Sheet Pile Wall Design and Construction: A Practical Guide for Civil Engineer...Dr.Costas Sachpazis
 
Call for Papers - African Journal of Biological Sciences, E-ISSN: 2663-2187, ...
Call for Papers - African Journal of Biological Sciences, E-ISSN: 2663-2187, ...Call for Papers - African Journal of Biological Sciences, E-ISSN: 2663-2187, ...

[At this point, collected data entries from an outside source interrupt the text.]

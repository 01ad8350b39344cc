//! HTTP implementation of the zone listing source.

use async_trait::async_trait;
use reqwest::Client as HttpClient;
use std::time::Duration;
use tracing::debug;
use zonedrift_core::{DriftError, PageToken, RecordPage, Result};

use crate::source::ZoneSource;

/// Default request timeout
const DEFAULT_TIMEOUT: Duration = Duration::from_secs(30);

/// Zone listing client speaking the provider's JSON record-sets API.
///
/// `GET {base}/zones/{zone_id}/records` returns one page; the `name` and
/// `type` query parameters echo the previous page's continuation cursor.
#[derive(Clone)]
pub struct HttpZoneSource {
    http: HttpClient,
    base_url: String,
    token: Option<String>,
}

impl HttpZoneSource {
    /// Create a source for the given API base URL with default settings
    #[must_use]
    pub fn new(base_url: impl Into<String>) -> Self {
        HttpZoneSourceBuilder::new(base_url).build()
    }

    /// Create a builder for custom configuration
    #[must_use]
    pub fn builder(base_url: impl Into<String>) -> HttpZoneSourceBuilder {
        HttpZoneSourceBuilder::new(base_url)
    }

    async fn handle_response(&self, response: reqwest::Response) -> Result<RecordPage> {
        let status = response.status();

        if status.is_success() {
            let body = response
                .text()
                .await
                .map_err(|e| DriftError::Http(e.to_string()))?;
            serde_json::from_str(&body).map_err(DriftError::Json)
        } else {
            let code = status.as_u16();
            let body = response.text().await.unwrap_or_default();
            let message = serde_json::from_str::<serde_json::Value>(&body)
                .ok()
                .and_then(|v| v.get("message").and_then(|m| m.as_str()).map(String::from))
                .unwrap_or(body);

            match code {
                404 => Err(DriftError::NotFound { resource: message }),
                _ => Err(DriftError::Api { code, message }),
            }
        }
    }
}

#[async_trait]
impl ZoneSource for HttpZoneSource {
    async fn list_page(&self, zone_id: &str, token: Option<&PageToken>) -> Result<RecordPage> {
        let url = format!("{}/zones/{zone_id}/records", self.base_url);
        debug!(url = %url, cursor = ?token.map(|t| t.name.as_str()), "listing record page");

        let mut request = self.http.get(&url);
        if let Some(token) = token {
            request = request.query(&[("name", token.name.as_str()), ("type", token.kind.as_str())]);
        }
        if let Some(bearer) = &self.token {
            request = request.bearer_auth(bearer);
        }

        let response = request
            .send()
            .await
            .map_err(|e| DriftError::Http(e.to_string()))?;

        self.handle_response(response).await
    }
}

/// Builder for configuring a [`HttpZoneSource`]
pub struct HttpZoneSourceBuilder {
    base_url: String,
    token: Option<String>,
    timeout: Duration,
}

impl HttpZoneSourceBuilder {
    /// Create a new builder for the given API base URL
    #[must_use]
    pub fn new(base_url: impl Into<String>) -> Self {
        Self {
            base_url: base_url.into().trim_end_matches('/').to_string(),
            token: None,
            timeout: DEFAULT_TIMEOUT,
        }
    }

    /// Set a bearer token for the listing API
    #[must_use]
    pub fn token(mut self, token: impl Into<String>) -> Self {
        self.token = Some(token.into());
        self
    }

    /// Set the request timeout
    #[must_use]
    pub const fn timeout(mut self, timeout: Duration) -> Self {
        self.timeout = timeout;
        self
    }

    /// Build the source
    #[must_use]
    pub fn build(self) -> HttpZoneSource {
        let http = HttpClient::builder()
            .timeout(self.timeout)
            .user_agent(concat!("zonedrift/", env!("CARGO_PKG_VERSION")))
            .build()
            .expect("failed to build HTTP client");

        HttpZoneSource {
            http,
            base_url: self.base_url,
            token: self.token,
        }
    }
}

#[cfg(test)]
mod tests {
    use super::*;
    use crate::{enumerate, RetryConfig};
    use serde_json::json;
    use wiremock::matchers::{method, path, query_param, query_param_is_missing};
    use wiremock::{Mock, MockServer, ResponseTemplate};

    fn page(names: &[&str], next: Option<&str>) -> serde_json::Value {
        let record_sets: Vec<_> = names
            .iter()
            .map(|n| json!({"name": n, "type": "NS", "values": ["ns1.example.net."]}))
            .collect();
        match next {
            Some(next) => json!({
                "recordSets": record_sets,
                "nextName": next,
                "nextType": "NS",
            }),
            None => json!({ "recordSets": record_sets }),
        }
    }

    #[tokio::test]
    async fn follows_cursor_across_three_pages() {
        let server = MockServer::start().await;

        Mock::given(method("GET"))
            .and(path("/zones/Z123/records"))
            .and(query_param_is_missing("name"))
            .respond_with(ResponseTemplate::new(200).set_body_json(page(
                &["a.example.com.", "b.example.com."],
                Some("c.example.com."),
            )))
            .expect(1)
            .mount(&server)
            .await;
        Mock::given(method("GET"))
            .and(path("/zones/Z123/records"))
            .and(query_param("name", "c.example.com."))
            .and(query_param("type", "NS"))
            .respond_with(ResponseTemplate::new(200).set_body_json(page(
                &["c.example.com.", "d.example.com."],
                Some("e.example.com."),
            )))
            .expect(1)
            .mount(&server)
            .await;
        Mock::given(method("GET"))
            .and(path("/zones/Z123/records"))
            .and(query_param("name", "e.example.com."))
            .respond_with(
                ResponseTemplate::new(200).set_body_json(page(&["e.example.com."], None)),
            )
            .expect(1)
            .mount(&server)
            .await;

        let source = HttpZoneSource::new(server.uri());
        let records = enumerate(&source, "Z123", &RetryConfig::default())
            .await
            .unwrap();

        let names: Vec<_> = records.iter().map(|r| r.name.as_str()).collect();
        assert_eq!(
            names,
            vec![
                "a.example.com.",
                "b.example.com.",
                "c.example.com.",
                "d.example.com.",
                "e.example.com."
            ]
        );
    }

    #[tokio::test]
    async fn sends_bearer_token_when_configured() {
        let server = MockServer::start().await;

        Mock::given(method("GET"))
            .and(path("/zones/Z123/records"))
            .and(wiremock::matchers::header("authorization", "Bearer s3cret"))
            .respond_with(ResponseTemplate::new(200).set_body_json(page(&[], None)))
            .expect(1)
            .mount(&server)
            .await;

        let source = HttpZoneSource::builder(server.uri()).token("s3cret").build();
        let records = enumerate(&source, "Z123", &RetryConfig::default())
            .await
            .unwrap();
        assert!(records.is_empty());
    }

    #[tokio::test]
    async fn retries_server_errors_before_giving_up() {
        let server = MockServer::start().await;

        Mock::given(method("GET"))
            .and(path("/zones/Z123/records"))
            .respond_with(ResponseTemplate::new(503))
            .up_to_n_times(1)
            .mount(&server)
            .await;
        Mock::given(method("GET"))
            .and(path("/zones/Z123/records"))
            .respond_with(
                ResponseTemplate::new(200).set_body_json(page(&["a.example.com."], None)),
            )
            .mount(&server)
            .await;

        let source = HttpZoneSource::new(server.uri());
        let retry = RetryConfig::default().initial_backoff(Duration::from_millis(1));
        let records = enumerate(&source, "Z123", &retry).await.unwrap();
        assert_eq!(records.len(), 1);
    }

    #[tokio::test]
    async fn missing_zone_is_fatal_without_retry() {
        let server = MockServer::start().await;

        Mock::given(method("GET"))
            .and(path("/zones/NOPE/records"))
            .respond_with(
                ResponseTemplate::new(404).set_body_json(json!({"message": "no such zone"})),
            )
            .expect(1)
            .mount(&server)
            .await;

        let source = HttpZoneSource::new(server.uri());
        let err = enumerate(&source, "NOPE", &RetryConfig::default())
            .await
            .unwrap_err();
        assert!(matches!(err, DriftError::Enumeration(_)));
    }
}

Call for Papers - African Journal of Biological Sciences, E-ISSN: 2663-2187, ...Christo Ananth
 
Porous Ceramics seminar and technical writing
Porous Ceramics seminar and technical writingPorous Ceramics seminar and technical writing
Porous Ceramics seminar and technical writingrakeshbaidya232001
 
College Call Girls Nashik Nehal 7001305949 Independent Escort Service Nashik
College Call Girls Nashik Nehal 7001305949 Independent Escort Service NashikCollege Call Girls Nashik Nehal 7001305949 Independent Escort Service Nashik
College Call Girls Nashik Nehal 7001305949 Independent Escort Service NashikCall Girls in Nagpur High Profile
 
Introduction to Multiple Access Protocol.pptx
Introduction to Multiple Access Protocol.pptxIntroduction to Multiple Access Protocol.pptx
Introduction to Multiple Access Protocol.pptxupamatechverse
 
Call Girls Service Nashik Vaishnavi 7001305949 Independent Escort Service Nashik
Call Girls Service Nashik Vaishnavi 7001305949 Independent Escort Service NashikCall Girls Service Nashik Vaishnavi 7001305949 Independent Escort Service Nashik
Call Girls Service Nashik Vaishnavi 7001305949 Independent Escort Service NashikCall Girls in Nagpur High Profile
 
Extrusion Processes and Their Limitations
Extrusion Processes and Their LimitationsExtrusion Processes and Their Limitations
Extrusion Processes and Their Limitations120cr0395
 
Software Development Life Cycle By Team Orange (Dept. of Pharmacy)
Software Development Life Cycle By  Team Orange (Dept. of Pharmacy)Software Development Life Cycle By  Team Orange (Dept. of Pharmacy)
Software Development Life Cycle By Team Orange (Dept. of Pharmacy)Suman Mia
 
Structural Analysis and Design of Foundations: A Comprehensive Handbook for S...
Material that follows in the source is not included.